Cerebrovascular complications of SCD are common and are a major source of concern to the hematologist and neurologist. Based on Kotb etal research result, cerebral atrophy is the most common imaging finding followed by small vessel disease and then by cortical infarction. An unusual finding was an epidural haematoma associated with skull bone infarctions and scalp edema that was successfully managed conservatively.20
Traditionally, plain film radiography has been mainstay in the assessment of patients with SCD but computed tomography [CT] is being used and considered as the initial tests of choice for stroke assessment and detection of cerebral pathology in SCD.6,11,14 There are several reports describing brain MRI & CT findings in SCD patients from the western hemisphere15. There are prevalence of infarction, small vessel disease, atrophy, silent stroke and diploic thickening in brain MRI, CT, or both in SCD patients based on the clinical picture like Cerebro-Vascular Accident (CVA), seizures or headaches, eye symptoms, meningitis-like symptoms, shock, fainting, focal numbness etc16.Let’s note that headache which may be severe[migraine] is a frequent symptom of SCD16,17. SCD patient with intracranial haemorrhage/subarachnoid haemorrhage as a result of ruptured aneurysms may present with focal neurological deficits, severe headache, increased intracranial pressure, or coma. Immediate mortality is as high as 50%.This is a frequent cause of sudden unexpected death at home9, of which would have being prevented or managed if patient has gone for brain CT examination.  Thus, early detection of cerebral pathology, as well as prevention of overt stroke are important goals in management of SCD11.

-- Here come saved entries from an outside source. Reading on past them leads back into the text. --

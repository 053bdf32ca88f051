//! Node identity -- a random UUIDv4-formatted token persisted on first boot.

use std::path::Path;

use lanfolder_protocol::{PeerId, ProtocolError};
use uuid::Uuid;

/// Generate a fresh identity.
pub fn generate() -> Result<PeerId, ProtocolError> {
    PeerId::new(Uuid::new_v4().to_string())
}

/// Read the identity stored at `path`, creating it if missing.
pub fn load_or_create(path: &Path) -> anyhow::Result<PeerId> {
    if path.exists() {
        let content = std::fs::read_to_string(path)?;
        let line = content.lines().next().unwrap_or("").trim();
        if line.is_empty() {
            anyhow::bail!("identity file {} is empty", path.display());
        }
        return Ok(PeerId::new(line)?);
    }

    let id = generate()?;
    if let Some(parent) = path.parent() {
        std::fs::create_dir_all(parent)?;
    }
    std::fs::write(path, format!("{id}\n"))?;
    tracing::info!(path = %path.display(), peer_id = %id, "generated node identity");
    Ok(id)
}
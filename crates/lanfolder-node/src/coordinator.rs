//! Synchronization coordinator -- one round per inbound message.
//!
//! ANNOUNCE:      register, reply point-to-point, full index sync.
//! ANNOUNCE-REPLY: register, full index sync (never replies).
//! FILE-UPDATE:   fetch the single announced entry if it is newer.
//!
//! Rounds run as independent tasks. File fetches inside a round run
//! concurrently (bounded by a shared semaphore); successful fetches are
//! merged into the index as one batch once every fetch has finished, and
//! their content is committed to disk by that merge.

use std::net::SocketAddr;
use std::sync::atomic::{AtomicU64, Ordering};
use std::sync::Arc;

use lanfolder_index::IndexStore;
use lanfolder_protocol::{FileEntry, Message, PeerId};
use serde::Serialize;
use tokio::sync::{broadcast, mpsc, Semaphore};
use tokio::task::JoinHandle;

use crate::peer_registry::PeerRegistry;
use crate::transfer::FileTransfer;
use crate::transport::Outbound;

/// Which message started a round.
#[derive(Debug, Clone, Copy, PartialEq, Eq, Serialize)]
#[serde(rename_all = "snake_case")]
pub enum Trigger {
    Announce,
    Reply,
    FileUpdate,
}

impl Trigger {
    fn of(message: &Message) -> Self {
        match message {
            Message::Announce { .. } => Trigger::Announce,
            Message::AnnounceReply { .. } => Trigger::Reply,
            Message::FileUpdate { .. } => Trigger::FileUpdate,
        }
    }
}

/// How a round ended.
#[derive(Debug, Clone, PartialEq, Eq)]
pub enum RoundOutcome {
    /// Our own datagram looped back.
    Ignored,
    /// Index fetch failed; nothing fetched, nothing merged.
    Aborted { reason: String },
    /// Nothing newer on the peer.
    UpToDate,
    Synced {
        merged: Vec<String>,
        failed: Vec<String>,
        /// Fetched, but a concurrent round merged an equal or newer version first.
        stale: Vec<String>,
    },
}

/// Published on the report channel when a round completes.
#[derive(Debug, Clone)]
pub struct RoundReport {
    pub peer: PeerId,
    pub addr: SocketAddr,
    pub trigger: Trigger,
    pub outcome: RoundOutcome,
}

/// Counters since startup.
#[derive(Debug, Default)]
pub struct SyncStats {
    announces_received: AtomicU64,
    replies_sent: AtomicU64,
    replies_received: AtomicU64,
    file_updates_received: AtomicU64,
    rounds_completed: AtomicU64,
    rounds_aborted: AtomicU64,
    files_fetched: AtomicU64,
    files_failed: AtomicU64,
    files_stale: AtomicU64,
}

#[derive(Debug, Clone, Copy, Default, PartialEq, Eq, Serialize)]
pub struct StatsSnapshot {
    pub announces_received: u64,
    pub replies_sent: u64,
    pub replies_received: u64,
    pub file_updates_received: u64,
    pub rounds_completed: u64,
    pub rounds_aborted: u64,
    pub files_fetched: u64,
    pub files_failed: u64,
    pub files_stale: u64,
}

impl SyncStats {
    pub fn snapshot(&self) -> StatsSnapshot {
        StatsSnapshot {
            announces_received: self.announces_received.load(Ordering::Relaxed),
            replies_sent: self.replies_sent.load(Ordering::Relaxed),
            replies_received: self.replies_received.load(Ordering::Relaxed),
            file_updates_received: self.file_updates_received.load(Ordering::Relaxed),
            rounds_completed: self.rounds_completed.load(Ordering::Relaxed),
            rounds_aborted: self.rounds_aborted.load(Ordering::Relaxed),
            files_fetched: self.files_fetched.load(Ordering::Relaxed),
            files_failed: self.files_failed.load(Ordering::Relaxed),
            files_stale: self.files_stale.load(Ordering::Relaxed),
        }
    }

    fn bump(counter: &AtomicU64, n: usize) {
        counter.fetch_add(n as u64, Ordering::Relaxed);
    }
}

pub struct Coordinator<T> {
    local_id: PeerId,
    peer_port: u16,
    registry: PeerRegistry,
    index: IndexStore,
    transfer: Arc<T>,
    outbound: mpsc::Sender<Outbound>,
    fetch_limit: Arc<Semaphore>,
    reports: broadcast::Sender<RoundReport>,
    stats: SyncStats,
}

impl<T: FileTransfer> Coordinator<T> {
    pub fn new(
        local_id: PeerId,
        peer_port: u16,
        registry: PeerRegistry,
        index: IndexStore,
        transfer: Arc<T>,
        outbound: mpsc::Sender<Outbound>,
        max_concurrent_fetches: usize,
    ) -> Self {
        let (reports, _) = broadcast::channel(256);
        Self {
            local_id,
            peer_port,
            registry,
            index,
            transfer,
            outbound,
            fetch_limit: Arc::new(Semaphore::new(max_concurrent_fetches.max(1))),
            reports,
            stats: SyncStats::default(),
        }
    }

    pub fn local_id(&self) -> &PeerId {
        &self.local_id
    }

    pub fn registry(&self) -> &PeerRegistry {
        &self.registry
    }

    pub fn index(&self) -> &IndexStore {
        &self.index
    }

    pub fn stats(&self) -> StatsSnapshot {
        self.stats.snapshot()
    }

    /// Completion notifications for every round started after this call.
    pub fn subscribe(&self) -> broadcast::Receiver<RoundReport> {
        self.reports.subscribe()
    }

    /// Start a round for `message` on its own task. The caller may await
    /// the handle; the receive loop drops it.
    pub fn dispatch(self: &Arc<Self>, message: Message, from: SocketAddr) -> JoinHandle<RoundReport> {
        let this = Arc::clone(self);
        tokio::spawn(async move { this.handle(message, from).await })
    }

    /// Run one round to completion.
    pub async fn handle(&self, message: Message, from: SocketAddr) -> RoundReport {
        let trigger = Trigger::of(&message);
        let peer = message.peer_id().clone();
        let addr = self.peer_addr(from);

        let outcome = if peer == self.local_id {
            tracing::trace!(%from, "coordinator: ignoring own datagram");
            RoundOutcome::Ignored
        } else {
            self.registry.register(&peer, addr).await;
            match message {
                Message::Announce { .. } => {
                    self.stats.announces_received.fetch_add(1, Ordering::Relaxed);
                    self.reply(addr).await;
                    self.full_sync(&peer, addr).await
                }
                Message::AnnounceReply { .. } => {
                    self.stats.replies_received.fetch_add(1, Ordering::Relaxed);
                    self.full_sync(&peer, addr).await
                }
                Message::FileUpdate { entry, .. } => {
                    self.stats.file_updates_received.fetch_add(1, Ordering::Relaxed);
                    self.file_update(&peer, addr, entry).await
                }
            }
        };

        self.record(&outcome);
        let report = RoundReport {
            peer,
            addr,
            trigger,
            outcome,
        };
        // No subscribers is fine.
        let _ = self.reports.send(report.clone());
        report
    }

    /// Peers serve on the protocol port, not the ephemeral source port.
    fn peer_addr(&self, from: SocketAddr) -> SocketAddr {
        SocketAddr::new(from.ip().to_canonical(), self.peer_port)
    }

    async fn reply(&self, to: SocketAddr) {
        let message = Message::AnnounceReply {
            peer_id: self.local_id.clone(),
        };
        match self.outbound.send(Outbound::Reply { to, message }).await {
            Ok(()) => {
                self.stats.replies_sent.fetch_add(1, Ordering::Relaxed);
            }
            Err(_) => tracing::warn!(%to, "coordinator: outbound channel closed, reply dropped"),
        }
    }

    async fn full_sync(&self, peer: &PeerId, addr: SocketAddr) -> RoundOutcome {
        let remote = match self.transfer.fetch_index(addr).await {
            Ok(index) => index,
            Err(e) => {
                tracing::warn!(%peer, %addr, "coordinator: index fetch failed: {e}");
                return RoundOutcome::Aborted {
                    reason: e.to_string(),
                };
            }
        };

        let wanted = self.index.diff_against(&remote).await;
        tracing::debug!(
            %peer,
            remote_entries = remote.len(),
            wanted = wanted.len(),
            "coordinator: index diffed"
        );
        if wanted.is_empty() {
            return RoundOutcome::UpToDate;
        }
        self.fetch_and_merge(peer, addr, wanted).await
    }

    async fn file_update(&self, peer: &PeerId, addr: SocketAddr, entry: FileEntry) -> RoundOutcome {
        if !self.index.wants(&entry).await {
            tracing::debug!(
                %peer,
                path = %entry.path,
                version = %entry.version,
                "coordinator: file update not newer, skipping"
            );
            return RoundOutcome::UpToDate;
        }
        self.fetch_and_merge(peer, addr, vec![entry]).await
    }

    async fn fetch_and_merge(
        &self,
        peer: &PeerId,
        addr: SocketAddr,
        wanted: Vec<FileEntry>,
    ) -> RoundOutcome {
        // Each entry stays next to its task so a panicked fetch is still reported.
        let mut fetches = Vec::with_capacity(wanted.len());
        for entry in wanted {
            let transfer = Arc::clone(&self.transfer);
            let limit = Arc::clone(&self.fetch_limit);
            let path = entry.path.clone();
            let task = tokio::spawn(async move {
                let _permit = limit.acquire_owned().await;
                transfer.fetch_file(addr, &path).await
            });
            fetches.push((entry, task));
        }

        let mut staged = Vec::new();
        let mut failed = Vec::new();
        for (entry, task) in fetches {
            match task.await {
                Ok(Ok(fetched)) => {
                    if fetched.size != entry.size {
                        tracing::debug!(
                            path = %entry.path,
                            advertised = entry.size,
                            received = fetched.size,
                            "coordinator: size differs from advertised"
                        );
                    }
                    let entry = FileEntry {
                        size: fetched.size,
                        ..entry
                    };
                    staged.push((entry, fetched.content));
                }
                Ok(Err(e)) => {
                    tracing::warn!(%peer, path = %entry.path, "coordinator: file fetch failed: {e}");
                    failed.push(entry.path);
                }
                Err(e) => {
                    tracing::error!(%peer, path = %entry.path, "coordinator: fetch task failed: {e}");
                    failed.push(entry.path);
                }
            }
        }

        let report = self.index.merge_staged(staged).await;
        failed.extend(report.failed);
        tracing::info!(
            %peer,
            merged = report.applied.len(),
            failed = failed.len(),
            stale = report.stale.len(),
            "coordinator: round complete"
        );
        RoundOutcome::Synced {
            merged: report.applied,
            failed,
            stale: report.stale,
        }
    }

    fn record(&self, outcome: &RoundOutcome) {
        match outcome {
            RoundOutcome::Ignored => {}
            RoundOutcome::Aborted { .. } => {
                self.stats.rounds_aborted.fetch_add(1, Ordering::Relaxed);
            }
            RoundOutcome::UpToDate => {
                self.stats.rounds_completed.fetch_add(1, Ordering::Relaxed);
            }
            RoundOutcome::Synced {
                merged,
                failed,
                stale,
            } => {
                self.stats.rounds_completed.fetch_add(1, Ordering::Relaxed);
                SyncStats::bump(&self.stats.files_fetched, merged.len());
                SyncStats::bump(&self.stats.files_failed, failed.len());
                SyncStats::bump(&self.stats.files_stale, stale.len());
            }
        }
    }
}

After physical and neurological examination are performed the most common next step is a cranial computed tomography (CT-Scan) without contrast which is sensitive for intracranial haemorrhage and will show brain ischemia after 2-3 hours and all kinds of CNS infections.9
 
Reported in the literature, emphasis that the non-surgical conservative approach in treating combined skull infarction and epidural hematoma should be attempted first to avoid complications of surgical intervention15 and the infarction and epidural hematoma are diagnosed with CT. 

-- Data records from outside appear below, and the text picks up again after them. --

//! The node's authoritative index and its merge guard.
//!
//! Every synchronization round reads and merges through this one handle.
//! Reads take the shared lock, merges take the exclusive lock, so at most one
//! merge is in flight and no diff ever sees a half-applied batch.

use std::sync::Arc;

use lanfolder_protocol::{FileEntry, Version};
use tokio::sync::{watch, RwLock};

use crate::{diff_index, needs_fetch, Index, IndexEntry};

/// Result of applying one batch.
#[derive(Debug, Default, Clone, PartialEq, Eq)]
pub struct MergeReport {
    /// Paths whose entry was inserted or replaced.
    pub applied: Vec<String>,
    /// Paths skipped because the index already held an equal or newer version.
    pub stale: Vec<String>,
    /// Paths that won the version check but whose content could not be committed.
    pub failed: Vec<String>,
}

/// Content fetched ahead of a merge. It becomes visible only if its entry
/// wins the version check, and only while the merge holds the write lock, so
/// the content on disk always matches the indexed version.
pub trait Staged {
    /// Make the content visible under its final name.
    fn commit(self) -> std::io::Result<()>;
    /// Throw the content away.
    fn discard(self);
}

/// Entries whose content is already in place.
impl Staged for () {
    fn commit(self) -> std::io::Result<()> {
        Ok(())
    }

    fn discard(self) {}
}

impl MergeReport {
    pub fn is_empty(&self) -> bool {
        self.applied.is_empty()
    }
}

#[derive(Clone)]
pub struct IndexStore {
    inner: Arc<RwLock<Index>>,
    /// Bumped after every merge that changed something.
    generation: Arc<watch::Sender<u64>>,
}

impl Default for IndexStore {
    fn default() -> Self {
        Self::new()
    }
}

impl IndexStore {
    pub fn new() -> Self {
        Self::with_index(Index::new())
    }

    pub fn with_index(index: Index) -> Self {
        let (generation, _) = watch::channel(0);
        Self {
            inner: Arc::new(RwLock::new(index)),
            generation: Arc::new(generation),
        }
    }

    /// Consistent copy of the whole index.
    pub async fn snapshot(&self) -> Index {
        self.inner.read().await.clone()
    }

    pub async fn get(&self, path: &str) -> Option<IndexEntry> {
        self.inner.read().await.get(path).cloned()
    }

    pub async fn len(&self) -> usize {
        self.inner.read().await.len()
    }

    pub async fn is_empty(&self) -> bool {
        self.inner.read().await.is_empty()
    }

    /// Entries of `remote` that are missing here or strictly newer.
    pub async fn diff_against(&self, remote: &Index) -> Vec<FileEntry> {
        diff_index(&*self.inner.read().await, remote)
    }

    /// Whether a single announced entry is worth fetching.
    pub async fn wants(&self, entry: &FileEntry) -> bool {
        needs_fetch(self.inner.read().await.get(&entry.path), &entry.version)
    }

    /// Apply a batch of entries whose content is already in place.
    pub async fn merge_batch(&self, entries: Vec<FileEntry>) -> MergeReport {
        self.merge_staged(entries.into_iter().map(|e| (e, ())).collect())
            .await
    }

    /// Apply a batch of fetched entries atomically.
    ///
    /// Each entry is re-checked under the exclusive lock: a concurrent round
    /// may have merged an equal or newer version after our diff, and the
    /// per-path version must never go backwards. Winning entries commit their
    /// content before the index records them; losing entries discard it.
    pub async fn merge_staged<S: Staged>(&self, batch: Vec<(FileEntry, S)>) -> MergeReport {
        let mut report = MergeReport::default();
        if batch.is_empty() {
            return report;
        }

        {
            let mut index = self.inner.write().await;
            for (entry, staged) in batch {
                if !needs_fetch(index.get(&entry.path), &entry.version) {
                    staged.discard();
                    report.stale.push(entry.path);
                    continue;
                }
                match staged.commit() {
                    Ok(()) => {
                        report.applied.push(entry.path.clone());
                        index.insert(entry);
                    }
                    Err(e) => {
                        tracing::warn!(path = %entry.path, "index: cannot commit content: {e}");
                        report.failed.push(entry.path);
                    }
                }
            }
        }

        if !report.applied.is_empty() {
            self.generation.send_modify(|g| *g += 1);
            tracing::info!(
                applied = report.applied.len(),
                stale = report.stale.len(),
                failed = report.failed.len(),
                "index: merged batch"
            );
        } else {
            tracing::debug!(
                stale = report.stale.len(),
                failed = report.failed.len(),
                "index: batch applied nothing"
            );
        }
        report
    }

    /// Record a local change to `path`: the version becomes the successor of
    /// whatever the index holds, or the initial version for a new path.
    pub async fn bump_local(&self, path: &str, size: u64) -> FileEntry {
        let entry = {
            let mut index = self.inner.write().await;
            let entry = next_local(&index, path, size);
            index.insert(entry.clone());
            entry
        };
        self.local_changed(&entry);
        entry
    }

    /// `bump_local` for content that is not in place yet. The content is
    /// committed under the write lock, so no merge can land between the
    /// write and the version bump.
    pub async fn publish_local<S: Staged>(
        &self,
        path: &str,
        size: u64,
        staged: S,
    ) -> std::io::Result<FileEntry> {
        let entry = {
            let mut index = self.inner.write().await;
            let entry = next_local(&index, path, size);
            staged.commit()?;
            index.insert(entry.clone());
            entry
        };
        self.local_changed(&entry);
        Ok(entry)
    }

    fn local_changed(&self, entry: &FileEntry) {
        self.generation.send_modify(|g| *g += 1);
        tracing::info!(
            path = %entry.path,
            version = %entry.version,
            size = entry.size,
            "index: local change recorded"
        );
    }

    /// Watch the merge generation counter.
    pub fn subscribe(&self) -> watch::Receiver<u64> {
        self.generation.subscribe()
    }
}

fn next_local(index: &Index, path: &str, size: u64) -> FileEntry {
    let version = index
        .get(path)
        .map_or_else(Version::initial, |e| e.version.next());
    FileEntry {
        path: path.to_string(),
        version,
        size,
    }
}
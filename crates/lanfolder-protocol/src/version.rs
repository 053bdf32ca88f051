//! File version tokens and their ordering.
//!
//! Versions travel as opaque text. Tokens made only of ASCII digits compare
//! numerically (so "10" is newer than "9") and sort before any other token;
//! other tokens compare lexicographically. Numeric ties with different
//! spelling ("02" vs "2") fall back to lexicographic order, which keeps the
//! order strict: two versions are equal only when their tokens are identical.

use std::cmp::Ordering;
use std::fmt;
use std::str::FromStr;

use serde::{Deserialize, Serialize};

use crate::{ProtocolError, DELIMITER};

#[derive(Debug, Clone, PartialEq, Eq, Hash, Serialize, Deserialize)]
#[serde(try_from = "String", into = "String")]
pub struct Version(String);

impl Version {
    /// The version assigned to a path seen for the first time locally.
    pub fn initial() -> Self {
        Self("1".into())
    }

    pub fn as_str(&self) -> &str {
        &self.0
    }

    /// Numeric value of the token, if it is made only of digits.
    pub fn numeric(&self) -> Option<u128> {
        if self.0.bytes().all(|b| b.is_ascii_digit()) {
            self.0.parse().ok()
        } else {
            None
        }
    }

    /// Smallest convenient version strictly newer than `self`.
    pub fn next(&self) -> Self {
        match self.numeric().and_then(|n| n.checked_add(1)) {
            Some(n) => Self(n.to_string()),
            None => Self(format!("{}.1", self.0)),
        }
    }

    /// Whether `self` should replace `other` under newer-wins.
    pub fn is_newer_than(&self, other: &Version) -> bool {
        self > other
    }
}

impl Ord for Version {
    fn cmp(&self, other: &Self) -> Ordering {
        match (self.numeric(), other.numeric()) {
            (Some(a), Some(b)) => a.cmp(&b).then_with(|| self.0.cmp(&other.0)),
            (Some(_), None) => Ordering::Less,
            (None, Some(_)) => Ordering::Greater,
            (None, None) => self.0.cmp(&other.0),
        }
    }
}

impl PartialOrd for Version {
    fn partial_cmp(&self, other: &Self) -> Option<Ordering> {
        Some(self.cmp(other))
    }
}

impl TryFrom<String> for Version {
    type Error = ProtocolError;

    fn try_from(value: String) -> Result<Self, Self::Error> {
        if value.is_empty() || value.contains(DELIMITER) || value.trim() != value {
            return Err(ProtocolError::InvalidField {
                field: "ver",
                value,
            });
        }
        Ok(Self(value))
    }
}

impl FromStr for Version {
    type Err = ProtocolError;

    fn from_str(s: &str) -> Result<Self, Self::Err> {
        Self::try_from(s.to_string())
    }
}

impl From<Version> for String {
    fn from(value: Version) -> Self {
        value.0
    }
}

impl fmt::Display for Version {
    fn fmt(&self, f: &mut fmt::Formatter<'_>) -> fmt::Result {
        f.write_str(&self.0)
    }
}

#[cfg(test)]
mod tests {
    use super::*;
    use proptest::prelude::*;

    fn v(s: &str) -> Version {
        s.parse().unwrap()
    }

    #[test]
    fn test_numeric_order_beats_lexicographic() {
        assert!(v("10").is_newer_than(&v("9")));
        assert!(v("2").is_newer_than(&v("1")));
        assert!(!v("1").is_newer_than(&v("2")));
    }

    #[test]
    fn test_equal_is_not_newer() {
        assert!(!v("2").is_newer_than(&v("2")));
        assert_eq!(v("2").cmp(&v("2")), Ordering::Equal);
    }

    #[test]
    fn test_non_numeric_sorts_after_numeric() {
        assert!(v("abc").is_newer_than(&v("999999")));
        assert!(v("b").is_newer_than(&v("a")));
    }

    #[test]
    fn test_spelling_tiebreak() {
        assert_ne!(v("02"), v("2"));
        assert!(v("2").is_newer_than(&v("02")));
    }

    #[test]
    fn test_next() {
        assert_eq!(v("9").next(), v("10"));
        assert_eq!(Version::initial().next(), v("2"));
        let tagged = v("rc");
        assert!(tagged.next().is_newer_than(&tagged));
    }

    #[test]
    fn test_rejects_bad_tokens() {
        assert!("".parse::<Version>().is_err());
        assert!("1;2".parse::<Version>().is_err());
        assert!(" 1".parse::<Version>().is_err());
    }

    #[test]
    fn test_serde_as_plain_string() {
        let json = serde_json::to_string(&v("7")).unwrap();
        assert_eq!(json, "\"7\"");
        let back: Version = serde_json::from_str(&json).unwrap();
        assert_eq!(back, v("7"));
        assert!(serde_json::from_str::<Version>("\"\"").is_err());
    }

    fn token() -> impl Strategy<Value = Version> {
        prop_oneof![
            (0u64..1000).prop_map(|n| Version(n.to_string())),
            "0{0,2}[0-9]{1,3}".prop_map(Version),
            "[a-z0-9.]{1,6}".prop_map(Version),
        ]
    }

    proptest! {
        #[test]
        fn prop_order_is_antisymmetric(a in token(), b in token()) {
            let ab = a.cmp(&b);
            prop_assert_eq!(ab, b.cmp(&a).reverse());
            prop_assert_eq!(ab == Ordering::Equal, a == b);
        }

        #[test]
        fn prop_order_is_transitive(a in token(), b in token(), c in token()) {
            if a <= b && b <= c {
                prop_assert!(a <= c);
            }
        }

        #[test]
        fn prop_next_is_newer(a in token()) {
            prop_assert!(a.next().is_newer_than(&a));
        }

        #[test]
        fn prop_numbers_compare_numerically(x in 0u64..1_000_000, y in 0u64..1_000_000) {
            let (a, b) = (Version(x.to_string()), Version(y.to_string()));
            prop_assert_eq!(a.cmp(&b), x.cmp(&y));
        }
    }
}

Existing guidelines and policy statements for the management of children with sickle cell disease do not provide the specificity required for quality assessment and improvement. Children with SCD continue to be at risk for morbidity and early mortality7. There is need to highlight the need for a study to address the use of imaging(specifically brain CT) in diagnosis and management of cerebro-vascular and other brain complications of SCD patients20.